The lack of proper practicing facilities and a true home field didn’t seem to bother Cleophat.
“I didn’t care about home field, all I cared about was the game,” he said. “It didn’t matter where we played, I was always ready.”
As a freshman at Suffolk, Cleophat scored eleven goals over a ten game-span at the striker position. “During those first few games and practice sessions, I was singing our good fortunes that we had a player of his caliber,” Nelson said. Cleophat finished the season with twenty-three scores, including the famous three against Northeastern.
“As a striker, your job is to score goals, nothing else,” he said. “But I became so dangerous, opponents concentrated too much on me and I was able to help my teammates score.”
Cleophat graduated from Suffolk in 1992 with a degree in Business Management, and went on to a distinguished professional career.
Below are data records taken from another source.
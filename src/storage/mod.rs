// SPDX-License-Identifier: MIT
// SPDX-FileCopyrightText: 2025 Jonathan D. A. Jewell <hyperpolymath>

//! Object storage for scan images
//!
//! Objects live in a single bucket keyed `<userId>/<filename>`.

pub mod local;

use async_trait::async_trait;
use chrono::{DateTime, Utc};
use serde::{Deserialize, Serialize};

use crate::Result;

pub use local::LocalStorage;

/// One entry returned by a user listing
#[derive(Debug, Clone, PartialEq, Eq, Serialize, Deserialize)]
pub struct StoredObject {
    pub name: String,
    pub created_at: DateTime<Utc>,
}

/// Trait for scan image storage backends
#[async_trait]
pub trait ScanStorage: Send + Sync {
    /// Objects stored under a user's namespace
    async fn list(&self, user_id: &str) -> Result<Vec<StoredObject>>;

    /// Write a new object. Fails with `StorageConflict` if one already exists at `path`.
    async fn upload(&self, path: &str, bytes: &[u8]) -> Result<()>;

    /// Remove a batch of objects by full path
    async fn remove(&self, paths: &[String]) -> Result<()>;

    /// Locator a client can use to fetch the object's bytes
    async fn image_ref(&self, path: &str) -> Result<String>;
}

/// Full storage path for a user's file
pub fn object_path(user_id: &str, filename: &str) -> String {
    format!("{}/{}", user_id, filename)
}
He played all over the world, including a stint with Santos FC in Brazil that sill stands out.
“When I first walked into that stadium, and I saw thirty-five thousand people, it was just unbelievable,” he said. His career on the international stage provided a host of invaluable experiences.
“Here I am, a little guy from Haiti, who had the opportunity to play overseas and travel and get to know a lot of people, it was amazing,” he said.
After ending his playing career at the age of 32, Cleophat began coaching. He was drawn back to Suffolk in 2005 to help build a women’s soccer program.
“I mentioned that we were thinking of starting a women’s soccer program, and he said he’d love to do it. He was living in Augusta at the time but told me that wouldn’t be a problem,” Nelson said.
The Suffolk women’s team started under Cleophat in 2005 at Club status, and has played at the varsity level for the past two seasons. His players are encouraged to work hard, on and off the field.
“He has a wonderful bond with them,” Nelson said. “They’ve enjoyed his approach to the game and appreciate his focus on academics.”
Cleophat’s coaching achievements are complemented by a plethora of humanitarian efforts around the world. He is the CEO, President, and Founder of The Ernst Cleophat International Soccer Academy, a non-profit organization for underprivileged children. He sets up soccer camps and donates school supplies to children all over the world, including his native Haiti.
“Charity begins at home,” he said. “When I look in the kids’ eyes, they are so grateful… it feels nice to be able to help.”
Cleophat will be inducted into the Suffolk University Athletic Hall of Fame on May 7 at an awards ceremony at the Royal Sonesta hotel in Cambridge.
“When I received the call [about being inducted], I was shocked and amazed,” he laughed. “I guess I did a pretty good job.”